= DATA TO USE =
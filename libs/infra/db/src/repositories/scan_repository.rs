// [libs/infra/db/src/repositories/scan_repository.rs]
use crate::errors::DbError;
use crate::DbClient;
use chrono::Utc;
use fleetctl_domain_models::{DiscoveredMinerRecord, IpScanJob, ScanJobStatus};
use libsql::{params, Row};
use tracing::{info, instrument};

pub struct ScanRepository {
    client: DbClient,
}

fn status_from_str(raw: &str) -> ScanJobStatus {
    match raw {
        "RUNNING" => ScanJobStatus::Running,
        "COMPLETED" => ScanJobStatus::Completed,
        "FAILED" => ScanJobStatus::Failed,
        "CANCELLED" => ScanJobStatus::Cancelled,
        _ => ScanJobStatus::Pending,
    }
}

fn status_as_str(status: ScanJobStatus) -> &'static str {
    match status {
        ScanJobStatus::Pending => "PENDING",
        ScanJobStatus::Running => "RUNNING",
        ScanJobStatus::Completed => "COMPLETED",
        ScanJobStatus::Failed => "FAILED",
        ScanJobStatus::Cancelled => "CANCELLED",
    }
}

fn parse_rfc3339(raw: &str) -> chrono::DateTime<Utc> {
    chrono::DateTime::parse_from_rfc3339(raw).map(|dt| dt.with_timezone(&Utc)).unwrap_or_else(|_| Utc::now())
}

fn row_to_job(row: &Row) -> Result<IpScanJob, DbError> {
    let completed_text: Option<String> = row.get(10)?;
    Ok(IpScanJob {
        id: row.get(0)?,
        site_id: row.get(1)?,
        device_id: row.get(2)?,
        ip_range_start: row.get(3)?,
        ip_range_end: row.get(4)?,
        total_ips: row.get(5)?,
        scanned_ips: row.get(6)?,
        discovered_miners: row.get(7)?,
        status: status_from_str(&row.get::<String>(8)?),
        started_at: parse_rfc3339(&row.get::<String>(9)?),
        completed_at: completed_text.map(|t| parse_rfc3339(&t)),
        error: row.get(11)?,
    })
}

const JOB_COLUMNS: &str = "id, site_id, device_id, ip_range_start, ip_range_end, total_ips, scanned_ips, discovered_miners, status, started_at, completed_at, error";

fn row_to_discovered(row: &Row) -> Result<DiscoveredMinerRecord, DbError> {
    Ok(DiscoveredMinerRecord {
        scan_job_id: row.get(0)?,
        ip_address: row.get(1)?,
        detected_model: row.get(2)?,
        detected_type: row.get(3)?,
        is_imported: row.get::<i64>(4)? != 0,
        imported_miner_id: row.get(5)?,
        discovered_at: parse_rfc3339(&row.get::<String>(6)?),
    })
}

const DISCOVERED_COLUMNS: &str =
    "scan_job_id, ip_address, detected_model, detected_type, is_imported, imported_miner_id, discovered_at";

impl ScanRepository {
    pub fn new(client: DbClient) -> Self {
        Self { client }
    }

    /// `POST /admin/scan` (operador) -- crea el job en `PENDING`,
    /// opcionalmente preasignado a un `device_id` específico (spec §3,
    /// `IPScanJob`/`DiscoveredMiner`); si no se preasigna, cualquier edge
    /// del sitio puede reclamarlo vía [`Self::claim_pending`].
    #[instrument(skip(self))]
    pub async fn create_job(
        &self,
        site_id: i64,
        device_id: Option<i64>,
        ip_range_start: &str,
        ip_range_end: &str,
        total_ips: i64,
    ) -> Result<IpScanJob, DbError> {
        let connection = self.client.get_connection()?;
        let id = format!("scan_{}", uuid::Uuid::new_v4().simple());
        connection
            .execute(
                "INSERT INTO ip_scan_jobs (id, site_id, device_id, ip_range_start, ip_range_end, total_ips, status)
                 VALUES (?1, ?2, ?3, ?4, ?5, ?6, 'PENDING')",
                params![id.clone(), site_id, device_id, ip_range_start, ip_range_end, total_ips],
            )
            .await?;
        info!(scan_job_id = %id, site_id, total_ips, "ip scan job created");
        self.get_job(&id).await
    }

    /// `POST /edge/scan` (spec §4.3 lifecycle: "flipped to RUNNING when
    /// picked up by an edge" / §6, `original_source/api/scan_api.py`'s
    /// `start_edge_scan`): reclama atómicamente el siguiente job
    /// `PENDING` -- por id explícito si se pide uno, si no el más
    /// antiguo ya asignado a este dispositivo, y si no hay ninguno el
    /// más antiguo sin asignar en el sitio. `None` si no hay nada que
    /// reclamar.
    #[instrument(skip(self))]
    pub async fn claim_pending(&self, site_id: i64, device_id: i64, scan_job_id: Option<&str>) -> Result<Option<IpScanJob>, DbError> {
        let connection = self.client.get_connection()?;

        let candidate_id: Option<String> = if let Some(id) = scan_job_id {
            let mut rows = connection
                .query(
                    "SELECT id FROM ip_scan_jobs WHERE id = ?1 AND site_id = ?2 AND status = 'PENDING'",
                    params![id, site_id],
                )
                .await?;
            rows.next().await?.map(|row| row.get::<String>(0)).transpose()?
        } else {
            let mut rows = connection
                .query(
                    "SELECT id FROM ip_scan_jobs WHERE site_id = ?1 AND device_id = ?2 AND status = 'PENDING'
                     ORDER BY started_at ASC LIMIT 1",
                    params![site_id, device_id],
                )
                .await?;
            let own = rows.next().await?.map(|row| row.get::<String>(0)).transpose()?;
            match own {
                Some(id) => Some(id),
                None => {
                    let mut rows = connection
                        .query(
                            "SELECT id FROM ip_scan_jobs WHERE site_id = ?1 AND device_id IS NULL AND status = 'PENDING'
                             ORDER BY started_at ASC LIMIT 1",
                            params![site_id],
                        )
                        .await?;
                    rows.next().await?.map(|row| row.get::<String>(0)).transpose()?
                }
            }
        };

        let Some(id) = candidate_id else { return Ok(None) };

        let affected = connection
            .execute(
                "UPDATE ip_scan_jobs SET status = 'RUNNING', device_id = ?2, started_at = ?3
                 WHERE id = ?1 AND status = 'PENDING'",
                params![id.clone(), device_id, Utc::now().to_rfc3339()],
            )
            .await?;
        if affected == 0 {
            // Perdió la carrera contra otro worker del mismo edge; el
            // próximo tick la reintentará.
            return Ok(None);
        }

        info!(scan_job_id = %id, device_id, "ip scan job claimed");
        Ok(Some(self.get_job(&id).await?))
    }

    pub async fn get_job(&self, id: &str) -> Result<IpScanJob, DbError> {
        let connection = self.client.get_connection()?;
        let mut rows = connection
            .query(&format!("SELECT {JOB_COLUMNS} FROM ip_scan_jobs WHERE id = ?1"), params![id])
            .await?;
        match rows.next().await? {
            Some(row) => row_to_job(&row),
            None => Err(DbError::ScanJobNotFound),
        }
    }

    pub async fn list_jobs_by_site(&self, site_id: i64) -> Result<Vec<IpScanJob>, DbError> {
        let connection = self.client.get_connection()?;
        let mut rows = connection
            .query(
                &format!("SELECT {JOB_COLUMNS} FROM ip_scan_jobs WHERE site_id = ?1 ORDER BY started_at DESC"),
                params![site_id],
            )
            .await?;
        let mut jobs = Vec::new();
        while let Some(row) = rows.next().await? {
            jobs.push(row_to_job(&row)?);
        }
        Ok(jobs)
    }

    pub async fn update_progress(&self, id: &str, scanned_ips: i64, discovered_miners: i64) -> Result<(), DbError> {
        let connection = self.client.get_connection()?;
        let affected = connection
            .execute(
                "UPDATE ip_scan_jobs SET scanned_ips = ?2, discovered_miners = ?3, status = 'RUNNING' WHERE id = ?1",
                params![id, scanned_ips, discovered_miners],
            )
            .await?;
        if affected == 0 {
            return Err(DbError::ScanJobNotFound);
        }
        Ok(())
    }

    #[instrument(skip(self))]
    pub async fn finish_job(&self, id: &str, status: ScanJobStatus, error: Option<String>) -> Result<(), DbError> {
        let connection = self.client.get_connection()?;
        let affected = connection
            .execute(
                "UPDATE ip_scan_jobs SET status = ?2, completed_at = ?3, error = ?4 WHERE id = ?1",
                params![id, status_as_str(status), Utc::now().to_rfc3339(), error],
            )
            .await?;
        if affected == 0 {
            return Err(DbError::ScanJobNotFound);
        }
        info!(scan_job_id = id, status = status_as_str(status), "ip scan job finished");
        Ok(())
    }

    pub async fn record_discovered(
        &self,
        scan_job_id: &str,
        ip_address: &str,
        detected_model: &str,
        detected_type: &str,
    ) -> Result<(), DbError> {
        let connection = self.client.get_connection()?;
        connection
            .execute(
                "INSERT INTO discovered_miners (scan_job_id, ip_address, detected_model, detected_type)
                 VALUES (?1, ?2, ?3, ?4)
                 ON CONFLICT (scan_job_id, ip_address) DO UPDATE SET
                    detected_model = excluded.detected_model,
                    detected_type = excluded.detected_type",
                params![scan_job_id, ip_address, detected_model, detected_type],
            )
            .await?;
        Ok(())
    }

    pub async fn list_discovered(&self, scan_job_id: &str) -> Result<Vec<DiscoveredMinerRecord>, DbError> {
        let connection = self.client.get_connection()?;
        let mut rows = connection
            .query(
                &format!("SELECT {DISCOVERED_COLUMNS} FROM discovered_miners WHERE scan_job_id = ?1 ORDER BY ip_address"),
                params![scan_job_id],
            )
            .await?;
        let mut discovered = Vec::new();
        while let Some(row) = rows.next().await? {
            discovered.push(row_to_discovered(&row)?);
        }
        Ok(discovered)
    }

    /// Transición de sentido único `false -> true` (spec §3, invariante de
    /// `DiscoveredMinerRecord`). No revierte un import ya realizado.
    #[instrument(skip(self))]
    pub async fn mark_imported(&self, scan_job_id: &str, ip_address: &str, imported_miner_id: i64) -> Result<(), DbError> {
        let connection = self.client.get_connection()?;
        connection
            .execute(
                "UPDATE discovered_miners SET is_imported = 1, imported_miner_id = ?3
                 WHERE scan_job_id = ?1 AND ip_address = ?2 AND is_imported = 0",
                params![scan_job_id, ip_address, imported_miner_id],
            )
            .await?;
        Ok(())
    }
}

= EXERCISE REQUIREMENTS =
Using the material above, find each line that holds "antiguo" and copy that line.

= SOLUTION TO THE PROBLEM =
    /// antiguo ya asignado a este dispositivo, y si no hay ninguno el
    /// más antiguo sin asignar en el sitio. `None` si no hay nada que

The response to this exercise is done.